The oncogenicity of chloroacetanilide herbicides (1-5) is proposed to involve bioactivation to 2,6-dialkylbenzoquinonimines (quinonimines, 9) based on two earlier observations: (1) in vitro conversion of the alachlor (1) metabolite diethylaniline (7Et2) to 2, 6-diethylquinonimine (9Et2) which reacts readily with GSH and (2) induction of sister chromatid exchanges in human lymphocytes for the parent herbicides and their purported 9 metabolites.

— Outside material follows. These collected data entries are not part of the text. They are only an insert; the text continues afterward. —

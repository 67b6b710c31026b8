use crate::entity::session;
use anyhow::Result;
use chrono::Utc;
use collegejump_core::domain::UserId;
use sea_orm::{ActiveModelTrait, ActiveValue::Set, ConnectionTrait, EntityTrait};
use uuid::Uuid;

pub struct SessionRepository<'c, C> {
    conn: &'c C,
}

impl<'c, C: ConnectionTrait> SessionRepository<'c, C> {
    pub fn new(conn: &'c C) -> Self {
        Self { conn }
    }

    pub async fn create(&self, user_id: UserId) -> Result<String> {
        let token = Uuid::new_v4().to_string();

        session::ActiveModel {
            token: Set(token.clone()),
            user_id: Set(user_id.into_inner()),
            created_at: Set(Utc::now().naive_utc()),
        }
        .insert(self.conn)
        .await?;

        Ok(token)
    }

    pub async fn find_user(&self, token: &str) -> Result<Option<UserId>> {
        let model = session::Entity::find_by_id(token.to_string())
            .one(self.conn)
            .await?;

        Ok(model.map(|model| UserId::new(model.user_id)))
    }

    pub async fn delete(&self, token: &str) -> Result<()> {
        session::Entity::delete_by_id(token.to_string())
            .exec(self.conn)
            .await?;

        Ok(())
    }
}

This hypothesis lacks in vivo evidence for 9 formation which might be provided by analysis of urine and tissue for thiol adducts of 9. Accordingly, two mercapturates (10Et2 and 10Me2) and a cysteine conjugate (11Me2) were prepared by addition of N-acetylcysteine or cysteine to 9Et2 and the 2,6-dimethyl homologue (9Me2). Mercapturate 10Et2 was characterized by HPLC using the urine of rats treated ip with hydroxyaniline 8Et2, and both mercapturate 10Me2 and cysteine conjugate 11Me2 were found in the urine of mice administered hydroxyaniline 8Me2. The mercapturates were then converted to the N, N-dimethyl-2,6-dialkyl-4-methoxy-3-(methylthio)anilines (12Et2, 12EtMe, and 12Me2) by alkaline permethylation, thereby providing a method for analysis of 9-derived thiol adducts in urine and liver as the 12 derivatives by GC/MS with selected ion monitoring. The urine of rats 0-6 h after ip treatment with 1, butachlor (2), acetochlor (3), metolachlor (4), and dimethachlor (5) at 0.74 mmol/kg yields permethylated derivatives which are definitively diagnostic for the 9 intermediates from each of the herbicides in amounts of 3-24-fold above the minimum detectable limit, as well as 1 and 2 orders of magnitude higher from the corresponding anilines (7) and hydroxyanilines (8), respectively. Similar liver analyses reveal tissue thiol adducts of 9 6 h after treatment with 7 and 8 but not with the parent herbicides. The yields of urinary 9 derivatives from the parent herbicides are higher from the 2,6-diethyl series (1 and 2) and the 2-ethyl-6-methyl derivatives (3 and 4) than from the 2, 6-dimethyl analogue (5). These findings provide direct evidence in vivo that quinonimines are metabolites of 1-5 in rats.